→ WORK TO COMPLETE: Find the word "OutputFormat" in the listing below, then return every line it appears in.

→ SOURCE RECORDS:
● ● ● ●

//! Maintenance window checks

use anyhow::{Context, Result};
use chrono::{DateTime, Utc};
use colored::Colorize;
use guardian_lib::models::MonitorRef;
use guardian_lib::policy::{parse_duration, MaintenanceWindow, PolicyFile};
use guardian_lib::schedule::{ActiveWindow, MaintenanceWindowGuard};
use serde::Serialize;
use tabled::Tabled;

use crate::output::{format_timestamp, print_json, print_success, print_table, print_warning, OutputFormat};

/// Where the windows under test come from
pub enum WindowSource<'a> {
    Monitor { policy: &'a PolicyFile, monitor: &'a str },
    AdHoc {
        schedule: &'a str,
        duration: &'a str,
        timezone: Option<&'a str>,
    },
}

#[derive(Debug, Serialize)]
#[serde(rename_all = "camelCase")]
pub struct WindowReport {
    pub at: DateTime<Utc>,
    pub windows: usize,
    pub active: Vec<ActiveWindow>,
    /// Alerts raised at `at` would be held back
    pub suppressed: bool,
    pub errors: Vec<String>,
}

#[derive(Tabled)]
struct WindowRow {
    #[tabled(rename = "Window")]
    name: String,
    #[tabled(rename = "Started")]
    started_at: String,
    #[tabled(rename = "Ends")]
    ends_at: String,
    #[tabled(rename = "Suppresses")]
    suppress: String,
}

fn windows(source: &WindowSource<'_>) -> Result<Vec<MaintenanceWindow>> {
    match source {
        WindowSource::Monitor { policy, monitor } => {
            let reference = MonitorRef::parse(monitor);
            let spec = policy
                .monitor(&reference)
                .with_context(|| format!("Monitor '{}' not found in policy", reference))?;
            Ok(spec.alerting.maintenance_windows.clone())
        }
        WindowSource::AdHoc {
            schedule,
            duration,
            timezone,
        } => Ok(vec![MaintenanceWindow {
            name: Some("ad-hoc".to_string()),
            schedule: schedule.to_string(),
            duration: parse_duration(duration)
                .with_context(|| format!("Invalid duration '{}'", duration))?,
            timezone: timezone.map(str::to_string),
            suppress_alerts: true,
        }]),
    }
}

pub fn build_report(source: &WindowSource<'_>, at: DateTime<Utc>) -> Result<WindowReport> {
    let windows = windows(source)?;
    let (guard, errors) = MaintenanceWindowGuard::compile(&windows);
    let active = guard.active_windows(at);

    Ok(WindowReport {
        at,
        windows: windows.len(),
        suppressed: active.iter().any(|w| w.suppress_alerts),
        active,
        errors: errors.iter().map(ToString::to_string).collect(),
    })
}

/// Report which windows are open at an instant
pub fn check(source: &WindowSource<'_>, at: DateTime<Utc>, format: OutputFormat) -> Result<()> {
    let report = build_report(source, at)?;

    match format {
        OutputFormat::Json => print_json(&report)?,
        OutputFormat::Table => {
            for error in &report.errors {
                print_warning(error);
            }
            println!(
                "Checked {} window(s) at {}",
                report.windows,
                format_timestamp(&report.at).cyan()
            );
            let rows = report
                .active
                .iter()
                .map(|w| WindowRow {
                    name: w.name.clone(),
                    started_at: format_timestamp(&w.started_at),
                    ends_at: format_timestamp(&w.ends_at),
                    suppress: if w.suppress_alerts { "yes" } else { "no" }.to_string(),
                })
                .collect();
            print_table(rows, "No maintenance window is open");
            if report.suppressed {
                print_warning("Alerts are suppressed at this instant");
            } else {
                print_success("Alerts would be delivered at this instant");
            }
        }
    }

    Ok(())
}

● ● ● ●

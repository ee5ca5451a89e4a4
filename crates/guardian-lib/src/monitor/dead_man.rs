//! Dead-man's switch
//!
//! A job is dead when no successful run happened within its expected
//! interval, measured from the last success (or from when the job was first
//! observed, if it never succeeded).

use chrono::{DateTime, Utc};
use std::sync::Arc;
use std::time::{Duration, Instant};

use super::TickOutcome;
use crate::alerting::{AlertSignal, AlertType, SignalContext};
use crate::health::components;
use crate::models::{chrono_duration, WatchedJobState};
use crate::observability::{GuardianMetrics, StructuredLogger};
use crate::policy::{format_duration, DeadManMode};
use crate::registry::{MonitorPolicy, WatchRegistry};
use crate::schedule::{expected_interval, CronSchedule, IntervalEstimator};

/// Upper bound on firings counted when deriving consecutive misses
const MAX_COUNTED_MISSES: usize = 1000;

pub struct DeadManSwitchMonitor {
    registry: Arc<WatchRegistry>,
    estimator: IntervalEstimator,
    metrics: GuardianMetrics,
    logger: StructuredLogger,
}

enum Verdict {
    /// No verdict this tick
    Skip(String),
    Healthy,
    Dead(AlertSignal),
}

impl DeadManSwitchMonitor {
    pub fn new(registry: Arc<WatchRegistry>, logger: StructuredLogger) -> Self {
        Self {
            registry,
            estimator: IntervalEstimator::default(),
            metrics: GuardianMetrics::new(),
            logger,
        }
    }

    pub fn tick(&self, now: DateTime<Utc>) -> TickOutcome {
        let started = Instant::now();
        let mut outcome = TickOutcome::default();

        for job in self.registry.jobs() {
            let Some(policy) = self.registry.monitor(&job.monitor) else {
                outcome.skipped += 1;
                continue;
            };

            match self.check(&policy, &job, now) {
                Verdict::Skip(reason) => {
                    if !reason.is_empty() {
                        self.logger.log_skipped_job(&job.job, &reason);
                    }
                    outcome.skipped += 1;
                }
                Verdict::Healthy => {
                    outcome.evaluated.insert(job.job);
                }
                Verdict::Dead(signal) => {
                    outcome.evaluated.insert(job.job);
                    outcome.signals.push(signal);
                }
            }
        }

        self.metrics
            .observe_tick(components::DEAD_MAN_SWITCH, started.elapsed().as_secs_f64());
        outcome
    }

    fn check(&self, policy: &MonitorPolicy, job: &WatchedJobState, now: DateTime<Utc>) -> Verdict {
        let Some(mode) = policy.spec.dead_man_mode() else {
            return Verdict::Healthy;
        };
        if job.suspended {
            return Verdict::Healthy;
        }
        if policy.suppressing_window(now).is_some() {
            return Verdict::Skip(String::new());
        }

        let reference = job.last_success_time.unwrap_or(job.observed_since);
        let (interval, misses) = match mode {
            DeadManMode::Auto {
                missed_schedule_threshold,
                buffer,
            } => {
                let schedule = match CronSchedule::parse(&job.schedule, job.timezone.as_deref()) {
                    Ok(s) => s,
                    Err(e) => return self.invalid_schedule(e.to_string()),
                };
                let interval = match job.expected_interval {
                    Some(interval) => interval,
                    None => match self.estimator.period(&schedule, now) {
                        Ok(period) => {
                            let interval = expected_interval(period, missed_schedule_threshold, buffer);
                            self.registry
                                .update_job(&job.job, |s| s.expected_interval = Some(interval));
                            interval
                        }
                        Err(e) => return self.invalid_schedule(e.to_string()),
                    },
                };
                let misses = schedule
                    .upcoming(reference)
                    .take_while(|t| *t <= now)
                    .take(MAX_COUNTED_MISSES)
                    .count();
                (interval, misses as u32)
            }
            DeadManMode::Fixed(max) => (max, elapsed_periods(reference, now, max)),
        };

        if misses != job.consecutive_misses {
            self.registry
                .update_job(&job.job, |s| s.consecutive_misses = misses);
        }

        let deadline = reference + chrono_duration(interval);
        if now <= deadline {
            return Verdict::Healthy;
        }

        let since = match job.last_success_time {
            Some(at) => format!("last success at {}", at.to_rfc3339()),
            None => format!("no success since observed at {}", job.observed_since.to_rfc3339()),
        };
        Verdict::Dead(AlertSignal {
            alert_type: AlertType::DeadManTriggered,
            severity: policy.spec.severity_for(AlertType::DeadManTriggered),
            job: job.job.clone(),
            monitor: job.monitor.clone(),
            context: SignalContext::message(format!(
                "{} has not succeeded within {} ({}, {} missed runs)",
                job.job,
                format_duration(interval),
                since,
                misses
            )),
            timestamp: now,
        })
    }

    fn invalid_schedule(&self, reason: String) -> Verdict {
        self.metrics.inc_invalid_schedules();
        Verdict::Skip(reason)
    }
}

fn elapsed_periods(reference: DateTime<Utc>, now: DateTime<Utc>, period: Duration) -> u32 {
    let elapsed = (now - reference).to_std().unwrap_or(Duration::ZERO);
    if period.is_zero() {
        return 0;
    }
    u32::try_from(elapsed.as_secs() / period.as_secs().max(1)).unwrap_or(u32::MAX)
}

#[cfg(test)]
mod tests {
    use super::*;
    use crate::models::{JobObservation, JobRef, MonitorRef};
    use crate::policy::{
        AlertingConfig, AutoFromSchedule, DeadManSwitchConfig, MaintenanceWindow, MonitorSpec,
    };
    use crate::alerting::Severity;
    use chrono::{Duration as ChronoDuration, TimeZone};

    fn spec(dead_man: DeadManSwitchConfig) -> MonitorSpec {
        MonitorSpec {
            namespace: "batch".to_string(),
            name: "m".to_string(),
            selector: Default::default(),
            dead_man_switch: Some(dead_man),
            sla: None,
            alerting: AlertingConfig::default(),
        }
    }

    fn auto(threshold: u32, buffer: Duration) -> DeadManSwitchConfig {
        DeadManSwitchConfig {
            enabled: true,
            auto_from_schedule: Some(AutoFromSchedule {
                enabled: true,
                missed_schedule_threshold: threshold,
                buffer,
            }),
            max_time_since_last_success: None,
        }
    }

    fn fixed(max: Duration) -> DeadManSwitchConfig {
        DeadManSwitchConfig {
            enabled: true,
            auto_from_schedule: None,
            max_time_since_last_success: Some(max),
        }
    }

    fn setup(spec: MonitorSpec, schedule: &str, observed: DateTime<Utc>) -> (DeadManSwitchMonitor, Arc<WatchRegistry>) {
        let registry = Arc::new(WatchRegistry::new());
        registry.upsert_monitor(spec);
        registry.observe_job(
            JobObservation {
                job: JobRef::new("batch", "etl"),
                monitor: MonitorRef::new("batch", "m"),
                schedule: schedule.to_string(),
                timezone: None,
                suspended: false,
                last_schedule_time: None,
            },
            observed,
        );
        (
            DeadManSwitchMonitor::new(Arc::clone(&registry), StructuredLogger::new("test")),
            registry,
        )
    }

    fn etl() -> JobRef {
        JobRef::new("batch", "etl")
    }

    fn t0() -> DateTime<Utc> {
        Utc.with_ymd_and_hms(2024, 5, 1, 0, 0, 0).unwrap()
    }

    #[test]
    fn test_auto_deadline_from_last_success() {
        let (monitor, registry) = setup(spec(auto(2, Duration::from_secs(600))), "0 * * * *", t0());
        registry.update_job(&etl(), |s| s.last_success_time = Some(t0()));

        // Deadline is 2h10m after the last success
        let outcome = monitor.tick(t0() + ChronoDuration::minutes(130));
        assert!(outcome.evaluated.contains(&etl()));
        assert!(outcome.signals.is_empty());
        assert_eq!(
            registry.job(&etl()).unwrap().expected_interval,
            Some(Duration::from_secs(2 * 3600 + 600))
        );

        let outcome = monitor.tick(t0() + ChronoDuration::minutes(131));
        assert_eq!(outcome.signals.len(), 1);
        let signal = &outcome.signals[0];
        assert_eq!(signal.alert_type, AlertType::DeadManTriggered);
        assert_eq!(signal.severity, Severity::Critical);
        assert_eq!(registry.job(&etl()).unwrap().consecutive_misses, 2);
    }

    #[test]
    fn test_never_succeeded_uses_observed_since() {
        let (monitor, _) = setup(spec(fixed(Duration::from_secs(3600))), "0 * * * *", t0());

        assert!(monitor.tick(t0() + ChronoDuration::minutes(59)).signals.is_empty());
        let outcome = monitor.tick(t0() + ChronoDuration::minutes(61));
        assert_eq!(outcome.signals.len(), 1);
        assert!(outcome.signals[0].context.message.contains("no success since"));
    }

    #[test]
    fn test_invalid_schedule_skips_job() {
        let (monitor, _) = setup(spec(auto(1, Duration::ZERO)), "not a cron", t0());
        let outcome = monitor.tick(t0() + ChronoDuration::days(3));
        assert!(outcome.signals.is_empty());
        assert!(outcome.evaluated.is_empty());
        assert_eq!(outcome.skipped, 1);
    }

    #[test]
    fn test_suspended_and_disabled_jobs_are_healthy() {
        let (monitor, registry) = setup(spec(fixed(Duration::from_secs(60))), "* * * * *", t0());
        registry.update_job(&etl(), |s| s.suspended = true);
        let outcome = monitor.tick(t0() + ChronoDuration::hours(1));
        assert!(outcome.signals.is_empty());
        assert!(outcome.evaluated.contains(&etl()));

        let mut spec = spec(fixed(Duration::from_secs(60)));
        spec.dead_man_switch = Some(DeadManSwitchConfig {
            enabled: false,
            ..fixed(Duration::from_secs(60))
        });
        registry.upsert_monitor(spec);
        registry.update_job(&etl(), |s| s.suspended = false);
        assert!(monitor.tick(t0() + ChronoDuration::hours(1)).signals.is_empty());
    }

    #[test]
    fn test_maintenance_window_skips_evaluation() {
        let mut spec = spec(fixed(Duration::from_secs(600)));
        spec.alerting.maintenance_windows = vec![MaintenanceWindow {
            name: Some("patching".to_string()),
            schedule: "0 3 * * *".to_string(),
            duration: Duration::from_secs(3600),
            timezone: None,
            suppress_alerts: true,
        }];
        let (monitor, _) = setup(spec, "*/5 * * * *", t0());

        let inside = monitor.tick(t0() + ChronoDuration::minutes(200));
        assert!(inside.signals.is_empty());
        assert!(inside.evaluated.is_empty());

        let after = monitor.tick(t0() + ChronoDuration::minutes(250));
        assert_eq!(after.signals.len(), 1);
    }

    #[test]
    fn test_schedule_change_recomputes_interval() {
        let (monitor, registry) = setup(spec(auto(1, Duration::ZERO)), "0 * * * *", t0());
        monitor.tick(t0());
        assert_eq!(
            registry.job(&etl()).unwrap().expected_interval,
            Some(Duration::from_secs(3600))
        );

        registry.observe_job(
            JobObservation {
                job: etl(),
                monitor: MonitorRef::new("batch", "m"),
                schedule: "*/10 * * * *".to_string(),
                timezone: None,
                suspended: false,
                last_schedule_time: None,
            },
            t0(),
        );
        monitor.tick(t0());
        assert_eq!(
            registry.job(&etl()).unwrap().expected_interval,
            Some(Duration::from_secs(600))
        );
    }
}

● ● ● ●

→ RESULT OF THE TASK:
use crate::output::{format_timestamp, print_json, print_success, print_table, print_warning, OutputFormat};
pub fn check(source: &WindowSource<'_>, at: DateTime<Utc>, format: OutputFormat) -> Result<()> {
        OutputFormat::Json => print_json(&report)?,
        OutputFormat::Table => {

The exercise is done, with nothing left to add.